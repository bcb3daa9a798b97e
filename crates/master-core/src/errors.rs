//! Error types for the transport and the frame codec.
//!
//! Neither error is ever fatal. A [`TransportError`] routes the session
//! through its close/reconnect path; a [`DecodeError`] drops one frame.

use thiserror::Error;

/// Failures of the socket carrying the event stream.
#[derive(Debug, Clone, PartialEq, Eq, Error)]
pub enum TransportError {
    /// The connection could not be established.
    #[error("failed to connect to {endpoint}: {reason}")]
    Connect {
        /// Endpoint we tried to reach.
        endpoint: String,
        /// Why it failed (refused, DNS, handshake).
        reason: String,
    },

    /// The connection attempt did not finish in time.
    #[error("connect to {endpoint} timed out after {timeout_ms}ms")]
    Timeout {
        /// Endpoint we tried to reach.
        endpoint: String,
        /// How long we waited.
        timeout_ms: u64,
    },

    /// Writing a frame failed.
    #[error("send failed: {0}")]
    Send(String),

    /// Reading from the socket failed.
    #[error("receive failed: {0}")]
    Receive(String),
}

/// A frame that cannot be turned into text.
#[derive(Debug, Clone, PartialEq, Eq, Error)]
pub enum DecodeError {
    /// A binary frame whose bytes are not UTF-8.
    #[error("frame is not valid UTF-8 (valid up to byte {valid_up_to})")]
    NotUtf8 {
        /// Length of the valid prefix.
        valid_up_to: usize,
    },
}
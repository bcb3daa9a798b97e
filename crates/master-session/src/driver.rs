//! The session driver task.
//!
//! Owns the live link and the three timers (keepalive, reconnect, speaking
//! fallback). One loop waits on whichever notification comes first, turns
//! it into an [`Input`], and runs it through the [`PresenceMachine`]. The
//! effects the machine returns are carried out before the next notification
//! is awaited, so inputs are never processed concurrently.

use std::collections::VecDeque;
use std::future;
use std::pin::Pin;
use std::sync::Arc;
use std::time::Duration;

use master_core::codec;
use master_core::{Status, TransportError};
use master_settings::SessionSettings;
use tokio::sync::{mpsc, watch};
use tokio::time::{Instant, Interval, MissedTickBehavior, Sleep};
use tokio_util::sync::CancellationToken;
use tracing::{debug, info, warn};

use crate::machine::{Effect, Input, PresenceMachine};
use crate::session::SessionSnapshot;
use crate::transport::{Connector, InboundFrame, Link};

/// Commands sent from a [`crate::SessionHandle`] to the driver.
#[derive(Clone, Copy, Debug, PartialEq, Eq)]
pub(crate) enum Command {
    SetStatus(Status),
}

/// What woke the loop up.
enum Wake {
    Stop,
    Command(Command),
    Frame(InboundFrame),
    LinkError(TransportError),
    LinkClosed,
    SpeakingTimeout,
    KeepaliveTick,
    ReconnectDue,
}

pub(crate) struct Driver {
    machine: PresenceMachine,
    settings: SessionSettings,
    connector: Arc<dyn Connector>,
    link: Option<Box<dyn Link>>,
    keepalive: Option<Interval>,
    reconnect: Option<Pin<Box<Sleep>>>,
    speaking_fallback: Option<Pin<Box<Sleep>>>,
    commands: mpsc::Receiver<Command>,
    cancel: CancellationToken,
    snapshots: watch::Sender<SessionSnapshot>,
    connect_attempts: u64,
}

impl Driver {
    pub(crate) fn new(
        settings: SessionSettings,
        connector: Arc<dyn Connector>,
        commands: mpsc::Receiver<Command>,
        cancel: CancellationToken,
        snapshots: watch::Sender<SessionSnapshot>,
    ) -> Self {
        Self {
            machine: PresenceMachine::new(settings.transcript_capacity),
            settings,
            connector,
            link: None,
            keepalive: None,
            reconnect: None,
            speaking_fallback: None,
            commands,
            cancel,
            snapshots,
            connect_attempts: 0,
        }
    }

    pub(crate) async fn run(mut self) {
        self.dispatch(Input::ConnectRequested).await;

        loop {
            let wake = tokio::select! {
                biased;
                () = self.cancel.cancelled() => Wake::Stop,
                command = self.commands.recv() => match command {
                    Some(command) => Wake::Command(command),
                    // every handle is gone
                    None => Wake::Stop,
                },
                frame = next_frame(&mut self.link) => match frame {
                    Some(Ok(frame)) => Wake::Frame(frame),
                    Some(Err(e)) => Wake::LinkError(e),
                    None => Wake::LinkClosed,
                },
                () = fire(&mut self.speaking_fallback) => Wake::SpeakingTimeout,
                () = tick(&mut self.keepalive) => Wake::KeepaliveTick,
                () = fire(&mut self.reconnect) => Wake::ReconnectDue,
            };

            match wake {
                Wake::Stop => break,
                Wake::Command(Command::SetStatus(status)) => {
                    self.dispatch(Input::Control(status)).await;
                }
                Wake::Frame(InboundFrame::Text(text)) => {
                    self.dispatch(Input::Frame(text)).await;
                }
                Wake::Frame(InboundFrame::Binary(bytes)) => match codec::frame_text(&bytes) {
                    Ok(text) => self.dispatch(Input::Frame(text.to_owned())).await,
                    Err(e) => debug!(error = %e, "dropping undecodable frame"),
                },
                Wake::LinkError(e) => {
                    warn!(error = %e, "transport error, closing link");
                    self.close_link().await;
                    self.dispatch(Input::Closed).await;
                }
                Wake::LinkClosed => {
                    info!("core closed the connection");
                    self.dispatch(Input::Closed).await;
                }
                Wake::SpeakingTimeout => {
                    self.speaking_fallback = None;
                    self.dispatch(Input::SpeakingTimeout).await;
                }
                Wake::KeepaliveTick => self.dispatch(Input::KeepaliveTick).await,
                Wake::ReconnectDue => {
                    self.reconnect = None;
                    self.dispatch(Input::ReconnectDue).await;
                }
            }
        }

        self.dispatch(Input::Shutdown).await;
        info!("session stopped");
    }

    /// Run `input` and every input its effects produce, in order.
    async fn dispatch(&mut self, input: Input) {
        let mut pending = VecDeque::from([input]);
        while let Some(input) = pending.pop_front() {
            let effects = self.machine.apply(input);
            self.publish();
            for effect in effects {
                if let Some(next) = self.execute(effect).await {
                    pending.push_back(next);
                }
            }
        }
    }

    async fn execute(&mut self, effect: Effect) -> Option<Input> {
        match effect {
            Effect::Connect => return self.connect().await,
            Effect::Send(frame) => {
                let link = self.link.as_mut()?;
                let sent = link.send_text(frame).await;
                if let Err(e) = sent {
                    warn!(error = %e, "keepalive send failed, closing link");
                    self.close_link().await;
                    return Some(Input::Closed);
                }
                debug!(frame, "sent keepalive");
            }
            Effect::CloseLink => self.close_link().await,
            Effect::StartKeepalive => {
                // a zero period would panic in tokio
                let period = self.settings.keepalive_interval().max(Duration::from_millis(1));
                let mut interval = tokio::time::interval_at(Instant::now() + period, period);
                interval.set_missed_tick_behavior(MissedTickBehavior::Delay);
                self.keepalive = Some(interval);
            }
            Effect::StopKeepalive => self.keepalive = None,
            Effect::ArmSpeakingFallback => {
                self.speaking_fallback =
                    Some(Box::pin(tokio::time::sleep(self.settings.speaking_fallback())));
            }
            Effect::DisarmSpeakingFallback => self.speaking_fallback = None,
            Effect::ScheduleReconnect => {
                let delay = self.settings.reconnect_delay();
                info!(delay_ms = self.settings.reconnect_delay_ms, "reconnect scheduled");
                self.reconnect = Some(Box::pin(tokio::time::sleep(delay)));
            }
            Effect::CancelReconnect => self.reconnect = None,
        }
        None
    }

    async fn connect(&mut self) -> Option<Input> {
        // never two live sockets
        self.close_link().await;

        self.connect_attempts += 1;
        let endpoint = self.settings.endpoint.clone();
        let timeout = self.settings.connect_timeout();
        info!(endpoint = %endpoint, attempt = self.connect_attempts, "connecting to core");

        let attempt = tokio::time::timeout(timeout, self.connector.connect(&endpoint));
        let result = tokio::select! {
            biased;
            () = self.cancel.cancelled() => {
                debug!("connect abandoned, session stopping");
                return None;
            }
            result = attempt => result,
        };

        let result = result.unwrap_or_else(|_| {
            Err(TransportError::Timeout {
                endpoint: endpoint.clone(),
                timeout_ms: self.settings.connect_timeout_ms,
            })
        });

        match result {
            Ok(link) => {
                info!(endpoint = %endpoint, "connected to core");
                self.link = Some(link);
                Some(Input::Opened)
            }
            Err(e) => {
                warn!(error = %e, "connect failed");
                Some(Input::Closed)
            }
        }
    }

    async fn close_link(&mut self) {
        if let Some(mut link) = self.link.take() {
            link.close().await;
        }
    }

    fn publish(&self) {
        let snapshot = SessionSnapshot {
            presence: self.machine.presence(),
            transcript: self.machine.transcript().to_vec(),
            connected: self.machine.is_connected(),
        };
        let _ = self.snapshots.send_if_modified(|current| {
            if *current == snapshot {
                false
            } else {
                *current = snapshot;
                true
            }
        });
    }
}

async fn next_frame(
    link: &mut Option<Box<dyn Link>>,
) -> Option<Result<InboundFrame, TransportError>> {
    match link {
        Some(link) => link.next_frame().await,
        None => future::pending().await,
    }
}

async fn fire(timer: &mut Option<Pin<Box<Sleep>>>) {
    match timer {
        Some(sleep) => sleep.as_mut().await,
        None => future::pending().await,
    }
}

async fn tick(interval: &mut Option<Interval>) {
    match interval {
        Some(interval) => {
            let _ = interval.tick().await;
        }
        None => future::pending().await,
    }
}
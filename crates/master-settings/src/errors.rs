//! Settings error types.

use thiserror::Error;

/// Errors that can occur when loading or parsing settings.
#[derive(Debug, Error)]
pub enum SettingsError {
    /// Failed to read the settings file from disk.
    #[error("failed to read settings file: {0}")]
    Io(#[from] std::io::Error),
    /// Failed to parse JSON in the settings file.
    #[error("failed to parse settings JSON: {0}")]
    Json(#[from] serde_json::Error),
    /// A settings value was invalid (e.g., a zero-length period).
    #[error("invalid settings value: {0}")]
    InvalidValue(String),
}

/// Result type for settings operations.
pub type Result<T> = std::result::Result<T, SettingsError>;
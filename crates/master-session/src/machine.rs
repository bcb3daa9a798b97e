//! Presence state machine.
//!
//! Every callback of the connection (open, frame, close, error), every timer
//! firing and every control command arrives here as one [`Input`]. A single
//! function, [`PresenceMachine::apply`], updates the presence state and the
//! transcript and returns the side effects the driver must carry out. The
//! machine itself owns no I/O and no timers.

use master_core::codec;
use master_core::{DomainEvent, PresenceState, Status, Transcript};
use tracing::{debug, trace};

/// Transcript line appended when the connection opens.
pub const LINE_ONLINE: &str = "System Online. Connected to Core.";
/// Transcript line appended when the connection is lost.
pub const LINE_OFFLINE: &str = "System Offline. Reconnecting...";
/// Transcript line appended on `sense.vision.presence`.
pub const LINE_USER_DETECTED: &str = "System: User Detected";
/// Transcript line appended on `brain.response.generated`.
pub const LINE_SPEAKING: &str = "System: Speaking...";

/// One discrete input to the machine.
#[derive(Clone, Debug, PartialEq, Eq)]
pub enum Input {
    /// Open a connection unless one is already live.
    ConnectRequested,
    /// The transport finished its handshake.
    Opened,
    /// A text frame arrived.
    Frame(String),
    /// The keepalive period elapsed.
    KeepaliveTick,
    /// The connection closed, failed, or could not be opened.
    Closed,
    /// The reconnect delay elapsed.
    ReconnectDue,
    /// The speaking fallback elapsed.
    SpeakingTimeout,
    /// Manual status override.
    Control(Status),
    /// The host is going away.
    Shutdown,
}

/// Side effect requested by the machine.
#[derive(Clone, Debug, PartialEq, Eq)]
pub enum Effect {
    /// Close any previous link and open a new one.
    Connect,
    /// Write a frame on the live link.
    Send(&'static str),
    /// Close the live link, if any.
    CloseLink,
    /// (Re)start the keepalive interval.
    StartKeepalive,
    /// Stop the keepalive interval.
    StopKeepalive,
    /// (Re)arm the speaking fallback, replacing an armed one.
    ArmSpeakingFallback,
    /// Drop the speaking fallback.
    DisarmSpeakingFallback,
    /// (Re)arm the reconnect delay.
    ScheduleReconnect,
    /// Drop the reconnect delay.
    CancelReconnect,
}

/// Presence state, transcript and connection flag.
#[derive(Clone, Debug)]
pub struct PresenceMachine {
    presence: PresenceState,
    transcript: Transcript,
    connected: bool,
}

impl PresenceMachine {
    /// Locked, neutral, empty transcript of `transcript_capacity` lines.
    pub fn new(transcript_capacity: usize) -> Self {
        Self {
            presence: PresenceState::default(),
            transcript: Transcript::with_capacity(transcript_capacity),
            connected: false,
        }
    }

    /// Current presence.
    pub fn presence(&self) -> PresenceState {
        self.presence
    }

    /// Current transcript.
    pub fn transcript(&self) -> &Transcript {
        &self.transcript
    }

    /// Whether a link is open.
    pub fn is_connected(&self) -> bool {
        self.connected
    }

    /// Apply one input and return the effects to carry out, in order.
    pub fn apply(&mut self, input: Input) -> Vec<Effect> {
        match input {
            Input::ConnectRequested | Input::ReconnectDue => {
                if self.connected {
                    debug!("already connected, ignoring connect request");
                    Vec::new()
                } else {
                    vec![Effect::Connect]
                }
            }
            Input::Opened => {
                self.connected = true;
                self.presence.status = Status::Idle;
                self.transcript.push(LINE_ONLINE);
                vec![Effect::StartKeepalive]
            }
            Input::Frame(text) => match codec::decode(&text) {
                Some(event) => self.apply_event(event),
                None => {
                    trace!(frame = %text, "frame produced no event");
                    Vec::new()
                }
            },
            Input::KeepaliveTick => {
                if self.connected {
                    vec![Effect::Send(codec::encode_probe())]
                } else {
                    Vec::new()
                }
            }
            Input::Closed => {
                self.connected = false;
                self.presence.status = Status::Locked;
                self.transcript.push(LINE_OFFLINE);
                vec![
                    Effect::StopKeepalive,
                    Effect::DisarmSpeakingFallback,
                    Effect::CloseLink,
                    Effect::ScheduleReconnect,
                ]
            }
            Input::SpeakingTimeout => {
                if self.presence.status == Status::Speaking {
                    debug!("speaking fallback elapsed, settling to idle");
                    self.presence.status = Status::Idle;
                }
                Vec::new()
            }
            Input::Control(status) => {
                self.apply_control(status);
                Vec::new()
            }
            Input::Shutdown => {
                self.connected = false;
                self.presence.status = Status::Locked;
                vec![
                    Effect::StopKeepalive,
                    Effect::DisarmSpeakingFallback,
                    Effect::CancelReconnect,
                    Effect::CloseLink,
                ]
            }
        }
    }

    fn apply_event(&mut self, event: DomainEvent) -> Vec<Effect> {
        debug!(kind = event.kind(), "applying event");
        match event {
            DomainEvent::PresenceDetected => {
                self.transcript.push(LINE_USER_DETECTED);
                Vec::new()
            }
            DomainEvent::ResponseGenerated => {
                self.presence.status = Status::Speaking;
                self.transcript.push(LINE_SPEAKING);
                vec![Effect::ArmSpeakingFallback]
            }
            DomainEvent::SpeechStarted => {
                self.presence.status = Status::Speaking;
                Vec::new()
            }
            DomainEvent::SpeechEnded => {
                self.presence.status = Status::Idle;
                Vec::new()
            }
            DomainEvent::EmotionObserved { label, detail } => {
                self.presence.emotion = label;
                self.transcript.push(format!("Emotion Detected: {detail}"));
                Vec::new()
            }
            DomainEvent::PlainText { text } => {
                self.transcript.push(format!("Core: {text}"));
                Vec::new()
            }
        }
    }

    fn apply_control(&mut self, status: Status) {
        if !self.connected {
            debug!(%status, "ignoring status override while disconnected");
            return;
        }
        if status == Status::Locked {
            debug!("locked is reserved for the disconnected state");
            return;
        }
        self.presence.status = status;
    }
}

____

- WHAT IS NEEDED: Starting from the records above, copy each line where the string "order" is found.

- ANSWER TO THIS EXERCISE:
    /// Run `input` and every input its effects produce, in order.
    /// Apply one input and return the effects to carry out, in order.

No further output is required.